Once you reach the line containing "let inbound = inbound_tx.clone();" in the data below, restate each line word for word up to and including the one containing "downlinks.push(down_tx);".

--

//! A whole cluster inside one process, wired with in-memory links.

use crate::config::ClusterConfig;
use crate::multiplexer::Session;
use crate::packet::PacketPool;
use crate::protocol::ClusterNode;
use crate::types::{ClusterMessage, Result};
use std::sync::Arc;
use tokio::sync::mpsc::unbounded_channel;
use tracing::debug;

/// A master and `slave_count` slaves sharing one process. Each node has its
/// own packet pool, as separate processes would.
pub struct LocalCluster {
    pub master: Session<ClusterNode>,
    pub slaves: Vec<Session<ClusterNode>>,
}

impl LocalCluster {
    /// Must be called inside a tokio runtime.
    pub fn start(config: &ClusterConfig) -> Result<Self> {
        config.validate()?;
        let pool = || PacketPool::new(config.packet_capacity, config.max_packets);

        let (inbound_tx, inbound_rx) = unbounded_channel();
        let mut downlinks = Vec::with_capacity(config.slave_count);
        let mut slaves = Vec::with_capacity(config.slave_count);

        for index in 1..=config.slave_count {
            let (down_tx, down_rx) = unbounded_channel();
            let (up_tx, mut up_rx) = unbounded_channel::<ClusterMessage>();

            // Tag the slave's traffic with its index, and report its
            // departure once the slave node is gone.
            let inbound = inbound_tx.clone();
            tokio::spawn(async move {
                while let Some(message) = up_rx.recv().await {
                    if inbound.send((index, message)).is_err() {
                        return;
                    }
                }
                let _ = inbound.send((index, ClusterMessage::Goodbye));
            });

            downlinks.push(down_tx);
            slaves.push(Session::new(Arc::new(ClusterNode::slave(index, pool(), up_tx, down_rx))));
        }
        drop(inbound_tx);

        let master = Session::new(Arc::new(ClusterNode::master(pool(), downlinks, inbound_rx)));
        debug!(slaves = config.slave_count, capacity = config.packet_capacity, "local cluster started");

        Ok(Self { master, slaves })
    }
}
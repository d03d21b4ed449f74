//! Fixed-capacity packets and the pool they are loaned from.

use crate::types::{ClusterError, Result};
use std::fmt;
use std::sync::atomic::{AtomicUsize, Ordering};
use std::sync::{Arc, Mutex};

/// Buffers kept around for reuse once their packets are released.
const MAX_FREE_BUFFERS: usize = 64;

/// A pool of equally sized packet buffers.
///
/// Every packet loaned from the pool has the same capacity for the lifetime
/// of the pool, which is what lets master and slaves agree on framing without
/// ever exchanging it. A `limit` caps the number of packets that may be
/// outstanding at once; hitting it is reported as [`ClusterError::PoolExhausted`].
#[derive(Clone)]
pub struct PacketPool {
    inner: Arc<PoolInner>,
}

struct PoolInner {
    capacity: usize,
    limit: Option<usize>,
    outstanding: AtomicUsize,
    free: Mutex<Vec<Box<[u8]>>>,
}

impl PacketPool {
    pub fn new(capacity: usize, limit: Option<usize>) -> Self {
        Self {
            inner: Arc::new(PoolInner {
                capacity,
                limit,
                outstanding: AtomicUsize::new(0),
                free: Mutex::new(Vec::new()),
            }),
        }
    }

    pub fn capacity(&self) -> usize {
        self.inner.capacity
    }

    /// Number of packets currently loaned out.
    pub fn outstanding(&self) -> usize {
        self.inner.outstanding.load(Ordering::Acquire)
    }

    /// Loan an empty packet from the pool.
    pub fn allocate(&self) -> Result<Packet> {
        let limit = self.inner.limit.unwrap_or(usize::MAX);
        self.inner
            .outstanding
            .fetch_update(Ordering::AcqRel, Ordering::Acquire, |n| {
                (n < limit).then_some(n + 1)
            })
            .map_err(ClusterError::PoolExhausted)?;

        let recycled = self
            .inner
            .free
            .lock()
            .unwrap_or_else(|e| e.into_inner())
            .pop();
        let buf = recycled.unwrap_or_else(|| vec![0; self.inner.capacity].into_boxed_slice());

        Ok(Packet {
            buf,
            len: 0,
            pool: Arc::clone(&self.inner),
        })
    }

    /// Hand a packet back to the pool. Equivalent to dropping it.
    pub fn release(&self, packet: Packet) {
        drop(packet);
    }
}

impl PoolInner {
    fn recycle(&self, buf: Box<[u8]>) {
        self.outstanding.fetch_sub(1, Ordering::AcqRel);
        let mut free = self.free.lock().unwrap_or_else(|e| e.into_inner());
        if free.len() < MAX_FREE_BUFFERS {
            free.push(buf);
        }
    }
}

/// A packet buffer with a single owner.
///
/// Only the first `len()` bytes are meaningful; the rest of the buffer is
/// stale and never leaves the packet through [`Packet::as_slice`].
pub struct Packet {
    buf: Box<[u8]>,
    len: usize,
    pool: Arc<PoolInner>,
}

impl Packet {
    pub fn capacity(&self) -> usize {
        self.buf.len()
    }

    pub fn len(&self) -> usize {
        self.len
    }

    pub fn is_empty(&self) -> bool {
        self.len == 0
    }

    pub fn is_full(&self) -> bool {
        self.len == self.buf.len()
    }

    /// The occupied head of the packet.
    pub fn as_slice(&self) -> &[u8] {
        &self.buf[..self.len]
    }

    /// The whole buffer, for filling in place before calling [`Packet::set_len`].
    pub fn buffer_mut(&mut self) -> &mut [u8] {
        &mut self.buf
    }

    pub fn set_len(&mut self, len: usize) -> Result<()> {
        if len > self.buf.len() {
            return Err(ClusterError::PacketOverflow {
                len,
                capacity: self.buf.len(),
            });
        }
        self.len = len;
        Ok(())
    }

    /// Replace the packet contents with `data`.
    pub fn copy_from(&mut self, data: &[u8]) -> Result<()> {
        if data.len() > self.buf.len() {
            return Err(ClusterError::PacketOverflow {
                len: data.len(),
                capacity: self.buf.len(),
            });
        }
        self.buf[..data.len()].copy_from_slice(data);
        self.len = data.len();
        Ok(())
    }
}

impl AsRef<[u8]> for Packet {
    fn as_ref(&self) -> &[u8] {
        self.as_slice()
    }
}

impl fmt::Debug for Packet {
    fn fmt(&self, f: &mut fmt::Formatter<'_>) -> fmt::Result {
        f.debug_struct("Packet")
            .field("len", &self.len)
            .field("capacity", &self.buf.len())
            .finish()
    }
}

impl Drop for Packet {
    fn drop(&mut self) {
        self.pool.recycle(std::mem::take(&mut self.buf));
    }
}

--

Response box
            let inbound = inbound_tx.clone();
            tokio::spawn(async move {
                while let Some(message) = up_rx.recv().await {
                    if inbound.send((index, message)).is_err() {
                        return;
                    }
                }
                let _ = inbound.send((index, ClusterMessage::Goodbye));
            });

            downlinks.push(down_tx);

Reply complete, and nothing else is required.